• September 27, 2024

Mungkinkah MKD menghentikan Setya Novanto karena kasus pencatutan nama Jokowi?

Ini adalah ringkasan yang dibuat oleh AI, yang mungkin memiliki kesalahan. Untuk konteksnya, selalu rujuk artikel selengkapnya.

Kami menjelaskan perhitungan dan peraturan politik

JAKARTA, Indonesia – Kasus pencatutan nama Presiden Joko “Jokowi” Widodo yang menyeret nama Ketua Dewan Rakyat Indonesia (DPR RI) Setya Novanto kini diselidiki Mahkamah Kehormatan (MKD) DPR RI.
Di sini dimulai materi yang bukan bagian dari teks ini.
//! Compiled scripts and the process-wide script cache.
//!
//! A script is split into statements and each statement is parsed on its
//! own. A statement that fails to split, parse or run is logged and skipped;
//! the rest of the script still runs.

use std::collections::HashMap;
use std::sync::{Arc, Mutex, OnceLock};

use tracing::{debug, trace, warn};

use crate::ast::{hoisted_vars, Expr, FunctionDecl, Name};
use crate::context::EvaluationContext;
use crate::error::{ExpressionError, Result};
use crate::interpreter::Interpreter;
use crate::parser::{self, DeclaredNames};
use crate::splitter;
use crate::value::Value;

#[derive(Debug)]
pub struct Statement {
    /// Statement text as produced by the splitter.
    pub text: String,
    pub expr: Expr,
}

/// A statement dropped at compile time.
#[derive(Clone, Debug)]
pub struct Diagnostic {
    pub statement: String,
    pub error: ExpressionError,
}

#[derive(Clone, Copy, Debug, Default)]
pub struct RunOptions {
    /// Fail on the first statement error instead of skipping the statement.
    pub strict: bool,
    pub trace: bool,
}

#[derive(Debug)]
pub struct Script {
    source: String,
    statements: Vec<Statement>,
    hoisted: Vec<Name>,
    diagnostics: Vec<Diagnostic>,
}

impl Script {
    /// Compiles leniently: statements that do not parse are recorded as
    /// diagnostics and left out.
    pub fn compile(source: &str) -> Script {
        let mut script = Script {
            source: source.to_string(),
            statements: Vec::new(),
            hoisted: Vec::new(),
            diagnostics: Vec::new(),
        };

        let pieces = match splitter::split(source) {
            Ok(pieces) => pieces,
            Err(error) => {
                warn!("Unsupported or invalid Lottie expression: {} ({})", source.trim(), error);
                script.diagnostics.push(Diagnostic {
                    statement: source.trim().to_string(),
                    error,
                });
                return script;
            }
        };

        let mut names = DeclaredNames::hoisted(&pieces);
        for text in pieces {
            match parser::parse(&text, &mut names) {
                Ok(exprs) => script.statements.extend(exprs.into_iter().map(|expr| Statement {
                    text: text.clone(),
                    expr,
                })),
                Err(error) => {
                    warn!("Unsupported or invalid Lottie expression: {} ({})", text, error);
                    script.diagnostics.push(Diagnostic {
                        statement: text,
                        error,
                    });
                }
            }
        }

        for statement in &script.statements {
            for name in hoisted_vars(std::slice::from_ref(&statement.expr)) {
                if !script.hoisted.contains(&name) {
                    script.hoisted.push(name);
                }
            }
        }

        debug!(
            statements = script.statements.len(),
            dropped = script.diagnostics.len(),
            "compiled expression"
        );
        script
    }

    /// Compiles strictly: any dropped statement is an error.
    pub fn parse(source: &str) -> Result<Script> {
        let script = Self::compile(source);
        script.check()?;
        Ok(script)
    }

    /// First compile error, if any.
    pub fn check(&self) -> Result<()> {
        match self.diagnostics.first() {
            Some(diagnostic) => Err(diagnostic.error.clone()),
            None => Ok(()),
        }
    }

    pub fn source(&self) -> &str {
        &self.source
    }

    pub fn statements(&self) -> &[Statement] {
        &self.statements
    }

    pub fn diagnostics(&self) -> &[Diagnostic] {
        &self.diagnostics
    }

    pub fn is_empty(&self) -> bool {
        self.statements.is_empty()
    }

    fn functions(&self) -> impl Iterator<Item = &Arc<FunctionDecl>> {
        self.statements.iter().filter_map(|s| match &s.expr {
            Expr::Function(decl) => Some(decl),
            _ => None,
        })
    }

    /// Runs every statement in order and returns the last value that is not
    /// `undefined`.
    pub fn run(&self, ctx: &EvaluationContext, options: RunOptions) -> Result<Value> {
        if options.strict {
            self.check()?;
        }

        let mut interpreter = Interpreter::new(ctx);
        interpreter.hoist(&self.hoisted, self.functions())?;

        let mut last = Value::Undefined;
        for statement in &self.statements {
            if options.trace {
                trace!(time = ctx.time, statement = %statement.text, "executing statement");
            }
            match interpreter.run_statement(&statement.expr) {
                Ok(Value::Undefined) => {}
                Ok(value) => last = value,
                Err(error) if options.strict => return Err(error),
                Err(error) => {
                    warn!("Unsupported or invalid Lottie expression: {} ({})", statement.text, error);
                }
            }
        }
        Ok(last)
    }
}

fn cache() -> &'static Mutex<HashMap<String, Arc<Script>>> {
    static SCRIPTS: OnceLock<Mutex<HashMap<String, Arc<Script>>>> = OnceLock::new();
    SCRIPTS.get_or_init(|| Mutex::new(HashMap::new()))
}

/// Compiled script for `source`, memoized by source text. The cache is
/// emptied once it holds `capacity` scripts.
pub fn compile_cached(source: &str, capacity: usize) -> Arc<Script> {
    if let Ok(scripts) = cache().lock() {
        if let Some(script) = scripts.get(source) {
            return script.clone();
        }
    }

    let script = Arc::new(Script::compile(source));
    if capacity == 0 {
        return script;
    }
    if let Ok(mut scripts) = cache().lock() {
        if scripts.len() >= capacity {
            debug!(entries = scripts.len(), "expression cache full, clearing");
            scripts.clear();
        }
        scripts.insert(source.to_string(), script.clone());
    }
    script
}

#[cfg(test)]
mod tests {
    use super::*;
    use crate::error::ErrorKind;

    fn ctx() -> EvaluationContext {
        EvaluationContext::new(1.0, 30.0)
    }

    #[test]
    fn test_bad_statement_is_skipped() {
        let _ = tracing_subscriber::fmt().with_test_writer().try_init();
        let script = Script::compile("var a = 2\nvar b = )\na * 5");
        assert_eq!(script.statements().len(), 2);
        assert_eq!(script.diagnostics().len(), 1);
        let value = script.run(&ctx(), RunOptions::default()).unwrap();
        assert_eq!(value.to_number(), Some(10.0));
    }

    #[test]
    fn test_runtime_error_skips_statement() {
        let script = Script::compile("var a = 1\na = missing + 1\na + 1");
        let value = script.run(&ctx(), RunOptions::default()).unwrap();
        assert_eq!(value.to_number(), Some(2.0));

        let strict = RunOptions {
            strict: true,
            ..RunOptions::default()
        };
        let err = script.run(&ctx(), strict).unwrap_err();
        assert_eq!(err.kind(), ErrorKind::Reference);
    }

    #[test]
    fn test_unbalanced_script_is_empty() {
        let script = Script::compile("if (time > 1) {\n 5");
        assert!(script.is_empty());
        assert!(matches!(
            script.run(&ctx(), RunOptions::default()).unwrap(),
            Value::Undefined
        ));
        assert_eq!(
            Script::parse("if (time > 1) {\n 5").unwrap_err().kind(),
            ErrorKind::UnexpectedEndOfInput
        );
    }

    #[test]
    fn test_functions_are_hoisted() {
        let script = Script::compile("double(21)\nfunction double(x) { return x * 2 }");
        assert_eq!(
            script.run(&ctx(), RunOptions::default()).unwrap().to_number(),
            Some(42.0)
        );
    }

    #[test]
    fn test_cache_returns_same_script() {
        let source = "time * 2 + 0.125";
        let a = compile_cached(source, 16);
        let b = compile_cached(source, 16);
        assert!(Arc::ptr_eq(&a, &b));
    }
}
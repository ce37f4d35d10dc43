//! Serde model of the Lottie document consumed by the expression engine.

pub mod model;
Diberitakan sebelumnya, Setya diduga menggunakan nama Jokowi dan Wakil Presiden Jusuf Kalla dalam kasus perpanjangan kontrak PT Freeport Indonesia (PT FI).

Dalam proses tersebut ada desakan masyarakat agar MKD memecat Setya dari jabatannya. Mungkinkah keputusan MKD akan mengakhiri karier politikus Partai Golkar ini di DPR?

MKD harus membentuk panel independen

Mengacu pada Peraturan DPR RI No. 2 pada tahun 2015 Terkait dengan Tata Tertib MKD DPR RI, MKD dapat mengusulkan pemberhentian tetap terhadap anggota dewan yang terbukti melalui proses pemeriksaan melanggar kode etik.

Namun untuk mencapainya, MKD harus terlebih dahulu membentuk panel independen yang beranggotakan tujuh orang, terdiri dari tiga unsur MKD dan empat unsur masyarakat.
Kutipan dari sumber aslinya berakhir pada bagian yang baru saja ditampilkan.